**Exercise inputs**
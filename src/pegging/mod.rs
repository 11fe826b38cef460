//! The play ("pegging"): running count, pile history, and go handling.

use alloc::vec::Vec;

use crate::card::Card;
use crate::error::PegError;
use crate::player::Seat;

mod scoring;
mod selector;

pub use scoring::{
    PegScore, score_pile, score_pile_pairs, score_pile_run, trailing_multiple,
};
pub use selector::{best_play, legal_plays};

/// Highest count a pile may reach.
pub const PILE_LIMIT: u8 = 31;

/// State of the pegging phase for one round.
///
/// The state is created when the play begins with the pone to act, is mutated
/// by [`PegState::play`], [`PegState::pass`] and [`PegState::reset`], and is
/// dropped when both pegging hands are empty.
#[derive(Debug, Clone, PartialEq, Eq)]
pub struct PegState {
    sum: u8,
    turn: Seat,
    last_player: Option<Seat>,
    pile: Vec<Card>,
    passed: [bool; 2],
    pile_num: u8,
}

impl PegState {
    /// Starts a play phase with `leader` (the pone) to act.
    #[must_use]
    pub const fn new(leader: Seat) -> Self {
        Self {
            sum: 0,
            turn: leader,
            last_player: None,
            pile: Vec::new(),
            passed: [false; 2],
            pile_num: 0,
        }
    }

    /// Current count of the pile.
    #[must_use]
    pub const fn sum(&self) -> u8 {
        self.sum
    }

    /// Seat that acts next.
    #[must_use]
    pub const fn turn(&self) -> Seat {
        self.turn
    }

    /// Seat that most recently played a card, if any.
    #[must_use]
    pub const fn last_player(&self) -> Option<Seat> {
        self.last_player
    }

    /// Cards played since the last reset, oldest first.
    #[must_use]
    pub fn pile(&self) -> &[Card] {
        &self.pile
    }

    /// Whether `seat` has said "go" on this pile.
    #[must_use]
    pub const fn has_passed(&self, seat: Seat) -> bool {
        self.passed[seat.index()]
    }

    /// Number of resets so far (piles completed).
    #[must_use]
    pub const fn pile_num(&self) -> u8 {
        self.pile_num
    }

    /// Whether `card` fits under the 31 limit.
    #[must_use]
    pub const fn can_play(&self, card: Card) -> bool {
        self.sum + card.count_value() <= PILE_LIMIT
    }

    /// Points `card` would score if played now. The state is not changed.
    #[must_use]
    pub fn score_play(&self, card: Card) -> PegScore {
        let mut next = self.clone();
        next.push(card);
        score_pile(next.sum, &next.pile)
    }

    fn push(&mut self, card: Card) {
        self.sum += card.count_value();
        self.pile.push(card);
        self.last_player = Some(self.turn);
    }

    /// Plays `card` for the seat whose turn it is and returns what it scored.
    ///
    /// The turn does not advance; see [`PegState::advance_turn`].
    ///
    /// # Errors
    ///
    /// Returns [`PegError::ExceedsThirtyOne`] if the card would push the count
    /// past 31. The state is left unchanged.
    pub fn play(&mut self, card: Card) -> Result<PegScore, PegError> {
        if !self.can_play(card) {
            return Err(PegError::ExceedsThirtyOne {
                sum: self.sum,
                card,
            });
        }
        self.push(card);
        Ok(score_pile(self.sum, &self.pile))
    }

    /// Records a "go" for the seat whose turn it is.
    pub const fn pass(&mut self) {
        self.passed[self.turn.index()] = true;
    }

    /// Hands the turn to the other seat.
    pub const fn advance_turn(&mut self) {
        self.turn = self.turn.other();
    }

    /// Sets the seat to act next.
    pub const fn set_turn(&mut self, seat: Seat) {
        self.turn = seat;
    }

    /// Whether the pile is finished: the count hit 31 or both seats said go.
    #[must_use]
    pub const fn should_reset(&self) -> bool {
        self.sum == PILE_LIMIT || (self.passed[0] && self.passed[1])
    }

    /// Seat owed the 1-point "last card" bonus if the pile closed now.
    ///
    /// Nothing is owed on an empty pile or at 31, which already scored 2.
    #[must_use]
    pub const fn last_card_bonus(&self) -> Option<Seat> {
        if self.sum == 0 || self.sum == PILE_LIMIT {
            None
        } else {
            self.last_player
        }
    }

    /// Clears the pile for the next one, handing the lead to the last player.
    pub fn reset(&mut self) {
        self.sum = 0;
        self.pile.clear();
        self.passed = [false; 2];
        self.pile_num += 1;
        if let Some(seat) = self.last_player {
            self.turn = seat;
        }
    }
}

**Your objective**
Select every line above that contains the word "empty", and copy it.

**Written solution**
/// dropped when both pegging hands are empty.
    /// Nothing is owed on an empty pile or at 31, which already scored 2.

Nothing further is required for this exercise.